67. The Ombudsman noted that, as a general rule, when maladministration occurs, the institution concerned should properly acknowledge it and take appropriate remedial action[20]. In the present case, EFSA neither accepted that it made a mistake, nor put forward any measures it intended to take in order to prevent similar shortcomings from reoccurring in future. The Ombudsman therefore made a further draft recommendation that "EFSA should acknowledge that it failed to observe the relevant procedural rules and to carry out a sufficiently thorough assessment of the potential conflict of interest arising from the move of a former member of its staff to a biotechnology company".

68. As regards the remedial action that needed to be taken, the Ombudsman considered it appropriate to offer the following guidance.

69. The Ombudsman considered that, without prejudice to his first draft recommendation reproduced in paragraph 55 above, EFSA's rules and procedures are sufficiently robust to enable it to carry out an examination of a potential conflict of interest in 'revolving doors' cases. The Decision Implementing Articles 16, 17(2) and 19 of the Staff Regulations and Articles 11 and 91 of the Conditions of Employment of other servants of the Union elaborates on the previously applicable rules and provides for (a) a declaration to be made by the departing staff member in which she/he undertakes to respect Article 16 of the Staff Regulations, and (b) a procedure pursuant to which staff members, for a period of two years after leaving the service, are required to apply for authorisation to undertake outside activities, to provide relevant information and to declare any changes in the circumstances after permission has been granted[21].

70. The declaration in question serves to ensure that EFSA staff members are aware of their obligations upon their departure. At the same time, the relevant authorisation form enables EFSA to obtain sufficient information, as outlined above, to empower it to carry out a full assessment of a potential conflict with its legitimate interests.
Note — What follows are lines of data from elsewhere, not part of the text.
//! Recorded update streams: one JSON-encoded update per line.

use std::{fs, path::Path};

use crate::{domain::update::Update, infra::error::AppError};

const UPDATE_SOURCE_LINE_SKIPPED: &str = "UPDATE_SOURCE_LINE_SKIPPED";

pub fn read_updates(path: &Path) -> Result<Vec<Update>, AppError> {
    let raw = fs::read_to_string(path).map_err(|source| AppError::UpdatesRead {
        path: path.to_path_buf(),
        source,
    })?;

    Ok(parse_updates(&raw))
}

/// Blank lines and lines starting with `#` are ignored; malformed lines are logged and
/// skipped.
pub fn parse_updates(raw: &str) -> Vec<Update> {
    raw.lines()
        .enumerate()
        .filter_map(|(index, line)| {
            let line = line.trim();
            if line.is_empty() || line.starts_with('#') {
                return None;
            }

            match serde_json::from_str(line) {
                Ok(update) => Some(update),
                Err(error) => {
                    tracing::warn!(
                        code = UPDATE_SOURCE_LINE_SKIPPED,
                        line = index + 1,
                        error = %error,
                        "skipping malformed update line"
                    );
                    None
                }
            }
        })
        .collect()
}

#[cfg(test)]
mod tests {
    use super::*;

    #[test]
    fn parses_lines_in_order_and_skips_noise() {
        let raw = r#"
# recorded session
{"@type": "updateChatJoin", "id": 1}
not json
{"@type": "updateSomethingNew"}
{"@type": "updateChatLeave", "id": 1}
"#;

        let updates = parse_updates(raw);

        assert_eq!(
            updates,
            vec![
                Update::UpdateChatJoin { id: 1 },
                Update::Unsupported,
                Update::UpdateChatLeave { id: 1 },
            ]
        );
    }

    #[test]
    fn missing_file_is_an_error() {
        let dir = tempfile::tempdir().expect("temp dir should be creatable");

        let error = read_updates(&dir.path().join("absent.jsonl")).expect_err("read should fail");

        assert!(matches!(error, AppError::UpdatesRead { .. }));
    }

    #[test]
    fn reads_updates_from_file() {
        let dir = tempfile::tempdir().expect("temp dir should be creatable");
        let path = dir.path().join("updates.jsonl");
        fs::write(&path, "{\"@type\": \"updateTopics\", \"chatId\": -5}\n")
            .expect("must write updates");

        let updates = read_updates(&path).expect("updates should load");

        assert_eq!(updates, vec![Update::UpdateTopics { chat_id: -5 }]);
    }
}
71. What clearly needed to be improved, however, was the manner in which the relevant rules were applied in practice and the Ombudsman made a third draft recommendation accordingly. Bearing in mind that the assessment of a potential conflict of interest in the context of a 'revolving door' type of conflict is a complex exercise which requires a careful examination of the staff member's tasks[22] and the envisaged activities in the intended employment, the Ombudsman made a draft recommendation that "if a similar case arises in the future, EFSA should: (i) obtain sufficient information, including, as a minimum, a proper account of the tasks carried out at EFSA, a precise description of the proposed new employment, and possible links between the new and the previous employment; (ii) proceed with an assessment that is as thorough as possible; and (iii) properly record the results of its assessment".

72. In following the above procedure, the Ombudsman emphasised that EFSA should strive to attain the highest level of scrutiny, commensurate with the importance of its mission and citizens' expectations.

73. To recapitulate, the draft recommendations made by the Ombudsman were:

"1) EFSA should strengthen its rules and procedures with regard to negotiations by serving staff members concerning future jobs of the 'revolving doors' type. In this regard, EFSA should make clear that such negotiations themselves may amount to a conflict of interest. It follows that EFSA should require serving staff members to disclose them in a timely manner, in accordance with EFSA's Policy on Declaration of Interests.

2) EFSA should acknowledge that it failed to observe the relevant procedural rules and to carry out a sufficiently thorough assessment of the potential conflict of interest arising from the move of a former member of its staff to a biotechnology company.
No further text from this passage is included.